Aim of the task. Nothing should be left out. Give all the data again exactly as written.

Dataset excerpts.
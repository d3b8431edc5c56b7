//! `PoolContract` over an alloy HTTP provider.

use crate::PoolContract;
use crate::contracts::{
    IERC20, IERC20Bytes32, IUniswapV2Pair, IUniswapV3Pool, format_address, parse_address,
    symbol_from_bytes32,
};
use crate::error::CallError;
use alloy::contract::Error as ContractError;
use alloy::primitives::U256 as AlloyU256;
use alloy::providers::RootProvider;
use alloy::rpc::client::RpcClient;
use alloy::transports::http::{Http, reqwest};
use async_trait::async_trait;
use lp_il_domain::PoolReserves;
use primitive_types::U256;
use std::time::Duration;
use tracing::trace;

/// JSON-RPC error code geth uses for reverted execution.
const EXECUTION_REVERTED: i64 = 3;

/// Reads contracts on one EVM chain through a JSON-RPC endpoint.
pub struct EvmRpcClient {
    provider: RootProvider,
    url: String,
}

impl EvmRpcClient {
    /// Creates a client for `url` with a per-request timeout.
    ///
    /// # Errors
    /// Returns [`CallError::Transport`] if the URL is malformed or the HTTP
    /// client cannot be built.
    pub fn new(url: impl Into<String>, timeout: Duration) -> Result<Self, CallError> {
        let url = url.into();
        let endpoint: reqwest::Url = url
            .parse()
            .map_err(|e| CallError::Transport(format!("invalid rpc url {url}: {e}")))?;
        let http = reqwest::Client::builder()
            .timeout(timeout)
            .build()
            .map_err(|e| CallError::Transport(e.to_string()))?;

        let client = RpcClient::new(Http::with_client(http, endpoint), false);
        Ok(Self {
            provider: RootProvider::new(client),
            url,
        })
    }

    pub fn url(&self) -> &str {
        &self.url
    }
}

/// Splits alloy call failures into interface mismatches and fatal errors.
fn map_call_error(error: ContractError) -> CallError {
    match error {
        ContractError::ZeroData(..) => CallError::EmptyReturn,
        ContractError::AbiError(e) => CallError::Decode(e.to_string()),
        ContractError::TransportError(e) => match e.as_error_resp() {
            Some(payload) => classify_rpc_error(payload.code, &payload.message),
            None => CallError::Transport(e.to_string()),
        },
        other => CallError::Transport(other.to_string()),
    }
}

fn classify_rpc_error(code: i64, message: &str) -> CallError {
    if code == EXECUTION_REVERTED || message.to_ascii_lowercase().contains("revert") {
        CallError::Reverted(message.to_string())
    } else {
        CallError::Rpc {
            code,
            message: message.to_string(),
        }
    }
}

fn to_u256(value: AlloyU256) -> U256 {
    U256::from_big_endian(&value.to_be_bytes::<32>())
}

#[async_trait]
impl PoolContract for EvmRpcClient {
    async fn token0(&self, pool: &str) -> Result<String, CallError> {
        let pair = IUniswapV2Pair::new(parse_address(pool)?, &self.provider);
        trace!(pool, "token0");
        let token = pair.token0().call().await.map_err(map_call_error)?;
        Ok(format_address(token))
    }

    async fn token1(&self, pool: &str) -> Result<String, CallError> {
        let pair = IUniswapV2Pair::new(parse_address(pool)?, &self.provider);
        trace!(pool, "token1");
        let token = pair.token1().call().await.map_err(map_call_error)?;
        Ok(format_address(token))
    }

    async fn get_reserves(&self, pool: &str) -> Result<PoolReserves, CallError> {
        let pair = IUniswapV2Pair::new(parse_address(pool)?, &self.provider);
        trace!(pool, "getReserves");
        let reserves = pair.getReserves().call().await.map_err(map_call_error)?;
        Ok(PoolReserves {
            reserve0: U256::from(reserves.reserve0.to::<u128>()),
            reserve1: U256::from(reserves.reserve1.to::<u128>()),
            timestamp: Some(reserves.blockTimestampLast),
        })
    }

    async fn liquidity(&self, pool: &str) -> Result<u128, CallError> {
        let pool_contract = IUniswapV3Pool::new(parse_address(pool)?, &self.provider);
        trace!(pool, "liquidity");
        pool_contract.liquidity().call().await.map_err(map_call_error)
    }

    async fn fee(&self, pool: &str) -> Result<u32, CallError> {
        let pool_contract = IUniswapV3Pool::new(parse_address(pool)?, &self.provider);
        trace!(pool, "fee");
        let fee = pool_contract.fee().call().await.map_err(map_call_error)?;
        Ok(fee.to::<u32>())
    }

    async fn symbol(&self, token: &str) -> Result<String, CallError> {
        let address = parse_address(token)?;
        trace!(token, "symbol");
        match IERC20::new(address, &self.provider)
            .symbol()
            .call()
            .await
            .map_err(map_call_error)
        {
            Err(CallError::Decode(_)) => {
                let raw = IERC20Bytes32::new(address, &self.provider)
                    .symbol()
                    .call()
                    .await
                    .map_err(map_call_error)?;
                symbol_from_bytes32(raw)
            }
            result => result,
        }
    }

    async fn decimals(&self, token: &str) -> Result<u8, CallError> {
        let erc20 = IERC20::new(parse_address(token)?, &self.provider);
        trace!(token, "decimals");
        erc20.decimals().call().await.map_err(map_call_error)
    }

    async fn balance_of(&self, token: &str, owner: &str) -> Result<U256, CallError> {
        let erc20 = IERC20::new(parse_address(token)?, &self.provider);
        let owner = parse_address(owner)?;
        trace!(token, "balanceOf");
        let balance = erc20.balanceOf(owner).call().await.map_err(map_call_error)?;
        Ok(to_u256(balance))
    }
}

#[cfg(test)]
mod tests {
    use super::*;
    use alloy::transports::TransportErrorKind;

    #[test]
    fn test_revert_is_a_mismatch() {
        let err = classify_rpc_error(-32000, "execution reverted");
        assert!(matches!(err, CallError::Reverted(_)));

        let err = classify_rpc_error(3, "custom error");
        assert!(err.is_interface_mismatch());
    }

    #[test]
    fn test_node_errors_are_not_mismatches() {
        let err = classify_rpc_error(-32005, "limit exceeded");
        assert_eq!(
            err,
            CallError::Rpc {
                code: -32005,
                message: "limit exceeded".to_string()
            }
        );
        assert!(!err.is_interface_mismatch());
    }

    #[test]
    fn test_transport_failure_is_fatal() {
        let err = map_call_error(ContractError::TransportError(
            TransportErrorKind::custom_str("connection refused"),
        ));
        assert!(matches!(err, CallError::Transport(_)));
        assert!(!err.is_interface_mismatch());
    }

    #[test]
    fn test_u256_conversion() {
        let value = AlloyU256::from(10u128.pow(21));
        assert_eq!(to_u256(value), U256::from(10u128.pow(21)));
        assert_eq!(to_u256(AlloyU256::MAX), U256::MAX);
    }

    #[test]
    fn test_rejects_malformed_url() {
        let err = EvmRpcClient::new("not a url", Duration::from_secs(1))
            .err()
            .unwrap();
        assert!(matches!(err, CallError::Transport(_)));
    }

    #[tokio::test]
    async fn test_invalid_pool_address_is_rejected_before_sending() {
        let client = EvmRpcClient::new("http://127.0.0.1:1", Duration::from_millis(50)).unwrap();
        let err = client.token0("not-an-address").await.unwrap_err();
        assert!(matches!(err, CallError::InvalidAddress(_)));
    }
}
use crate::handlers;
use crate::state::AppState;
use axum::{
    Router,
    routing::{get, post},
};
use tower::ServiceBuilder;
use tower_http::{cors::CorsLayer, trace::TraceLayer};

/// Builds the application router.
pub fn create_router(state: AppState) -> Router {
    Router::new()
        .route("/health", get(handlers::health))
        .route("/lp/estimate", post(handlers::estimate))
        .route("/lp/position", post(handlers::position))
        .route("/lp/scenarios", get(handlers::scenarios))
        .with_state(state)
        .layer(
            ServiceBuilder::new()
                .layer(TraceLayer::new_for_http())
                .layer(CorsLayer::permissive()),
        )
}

Solution below.
repository d3b8431edc5c56b7
//! `PoolContract` over an alloy HTTP provider.

use crate::PoolContract;
use crate::contracts::{
    IERC20, IERC20Bytes32, IUniswapV2Pair, IUniswapV3Pool, format_address, parse_address,
    symbol_from_bytes32,
};
use crate::error::CallError;
use alloy::contract::Error as ContractError;
use alloy::primitives::U256 as AlloyU256;
use alloy::providers::RootProvider;
use alloy::rpc::client::RpcClient;
use alloy::transports::http::{Http, reqwest};
use async_trait::async_trait;
use lp_il_domain::PoolReserves;
use primitive_types::U256;
use std::time::Duration;
use tracing::trace;

/// JSON-RPC error code geth uses for reverted execution.
const EXECUTION_REVERTED: i64 = 3;

/// Reads contracts on one EVM chain through a JSON-RPC endpoint.
pub struct EvmRpcClient {
    provider: RootProvider,
    url: String,
}

impl EvmRpcClient {
    /// Creates a client for `url` with a per-request timeout.
    ///
    /// # Errors
    /// Returns [`CallError::Transport`] if the URL is malformed or the HTTP
    /// client cannot be built.
    pub fn new(url: impl Into<String>, timeout: Duration) -> Result<Self, CallError> {
        let url = url.into();
        let endpoint: reqwest::Url = url
            .parse()
            .map_err(|e| CallError::Transport(format!("invalid rpc url {url}: {e}")))?;
        let http = reqwest::Client::builder()
            .timeout(timeout)
            .build()
            .map_err(|e| CallError::Transport(e.to_string()))?;

        let client = RpcClient::new(Http::with_client(http, endpoint), false);
        Ok(Self {
            provider: RootProvider::new(client),
            url,
        })
    }

    pub fn url(&self) -> &str {
        &self.url
    }
}

/// Splits alloy call failures into interface mismatches and fatal errors.
fn map_call_error(error: ContractError) -> CallError {
    match error {
        ContractError::ZeroData(..) => CallError::EmptyReturn,
        ContractError::AbiError(e) => CallError::Decode(e.to_string()),
        ContractError::TransportError(e) => match e.as_error_resp() {
            Some(payload) => classify_rpc_error(payload.code, &payload.message),
            None => CallError::Transport(e.to_string()),
        },
        other => CallError::Transport(other.to_string()),
    }
}

fn classify_rpc_error(code: i64, message: &str) -> CallError {
    if code == EXECUTION_REVERTED || message.to_ascii_lowercase().contains("revert") {
        CallError::Reverted(message.to_string())
    } else {
        CallError::Rpc {
            code,
            message: message.to_string(),
        }
    }
}

fn to_u256(value: AlloyU256) -> U256 {
    U256::from_big_endian(&value.to_be_bytes::<32>())
}

#[async_trait]
impl PoolContract for EvmRpcClient {
    async fn token0(&self, pool: &str) -> Result<String, CallError> {
        let pair = IUniswapV2Pair::new(parse_address(pool)?, &self.provider);
        trace!(pool, "token0");
        let token = pair.token0().call().await.map_err(map_call_error)?;
        Ok(format_address(token))
    }

    async fn token1(&self, pool: &str) -> Result<String, CallError> {
        let pair = IUniswapV2Pair::new(parse_address(pool)?, &self.provider);
        trace!(pool, "token1");
        let token = pair.token1().call().await.map_err(map_call_error)?;
        Ok(format_address(token))
    }

    async fn get_reserves(&self, pool: &str) -> Result<PoolReserves, CallError> {
        let pair = IUniswapV2Pair::new(parse_address(pool)?, &self.provider);
        trace!(pool, "getReserves");
        let reserves = pair.getReserves().call().await.map_err(map_call_error)?;
        Ok(PoolReserves {
            reserve0: U256::from(reserves.reserve0.to::<u128>()),
            reserve1: U256::from(reserves.reserve1.to::<u128>()),
            timestamp: Some(reserves.blockTimestampLast),
        })
    }

    async fn liquidity(&self, pool: &str) -> Result<u128, CallError> {
        let pool_contract = IUniswapV3Pool::new(parse_address(pool)?, &self.provider);
        trace!(pool, "liquidity");
        pool_contract.liquidity().call().await.map_err(map_call_error)
    }

    async fn fee(&self, pool: &str) -> Result<u32, CallError> {
        let pool_contract = IUniswapV3Pool::new(parse_address(pool)?, &self.provider);
        trace!(pool, "fee");
        let fee = pool_contract.fee().call().await.map_err(map_call_error)?;
        Ok(fee.to::<u32>())
    }

    async fn symbol(&self, token: &str) -> Result<String, CallError> {
        let address = parse_address(token)?;
        trace!(token, "symbol");
        match IERC20::new(address, &self.provider)
            .symbol()
            .call()
            .await
            .map_err(map_call_error)
        {
            Err(CallError::Decode(_)) => {
                let raw = IERC20Bytes32::new(address, &self.provider)
                    .symbol()
                    .call()
                    .await
                    .map_err(map_call_error)?;
                symbol_from_bytes32(raw)
            }
            result => result,
        }
    }

    async fn decimals(&self, token: &str) -> Result<u8, CallError> {
        let erc20 = IERC20::new(parse_address(token)?, &self.provider);
        trace!(token, "decimals");
        erc20.decimals().call().await.map_err(map_call_error)
    }

    async fn balance_of(&self, token: &str, owner: &str) -> Result<U256, CallError> {
        let erc20 = IERC20::new(parse_address(token)?, &self.provider);
        let owner = parse_address(owner)?;
        trace!(token, "balanceOf");
        let balance = erc20.balanceOf(owner).call().await.map_err(map_call_error)?;
        Ok(to_u256(balance))
    }
}

#[cfg(test)]
mod tests {
    use super::*;
    use alloy::transports::TransportErrorKind;

    #[test]
    fn test_revert_is_a_mismatch() {
        let err = classify_rpc_error(-32000, "execution reverted");
        assert!(matches!(err, CallError::Reverted(_)));

        let err = classify_rpc_error(3, "custom error");
        assert!(err.is_interface_mismatch());
    }

    #[test]
    fn test_node_errors_are_not_mismatches() {
        let err = classify_rpc_error(-32005, "limit exceeded");
        assert_eq!(
            err,
            CallError::Rpc {
                code: -32005,
                message: "limit exceeded".to_string()
            }
        );
        assert!(!err.is_interface_mismatch());
    }

    #[test]
    fn test_transport_failure_is_fatal() {
        let err = map_call_error(ContractError::TransportError(
            TransportErrorKind::custom_str("connection refused"),
        ));
        assert!(matches!(err, CallError::Transport(_)));
        assert!(!err.is_interface_mismatch());
    }

    #[test]
    fn test_u256_conversion() {
        let value = AlloyU256::from(10u128.pow(21));
        assert_eq!(to_u256(value), U256::from(10u128.pow(21)));
        assert_eq!(to_u256(AlloyU256::MAX), U256::MAX);
    }

    #[test]
    fn test_rejects_malformed_url() {
        let err = EvmRpcClient::new("not a url", Duration::from_secs(1))
            .err()
            .unwrap();
        assert!(matches!(err, CallError::Transport(_)));
    }

    #[tokio::test]
    async fn test_invalid_pool_address_is_rejected_before_sending() {
        let client = EvmRpcClient::new("http://127.0.0.1:1", Duration::from_millis(50)).unwrap();
        let err = client.token0("not-an-address").await.unwrap_err();
        assert!(matches!(err, CallError::InvalidAddress(_)));
    }
}
use crate::handlers;
use crate::state::AppState;
use axum::{
    Router,
    routing::{get, post},
};
use tower::ServiceBuilder;
use tower_http::{cors::CorsLayer, trace::TraceLayer};

/// Builds the application router.
pub fn create_router(state: AppState) -> Router {
    Router::new()
        .route("/health", get(handlers::health))
        .route("/lp/estimate", post(handlers::estimate))
        .route("/lp/position", post(handlers::position))
        .route("/lp/scenarios", get(handlers::scenarios))
        .with_state(state)
        .layer(
            ServiceBuilder::new()
                .layer(TraceLayer::new_for_http())
                .layer(CorsLayer::permissive()),
        )
}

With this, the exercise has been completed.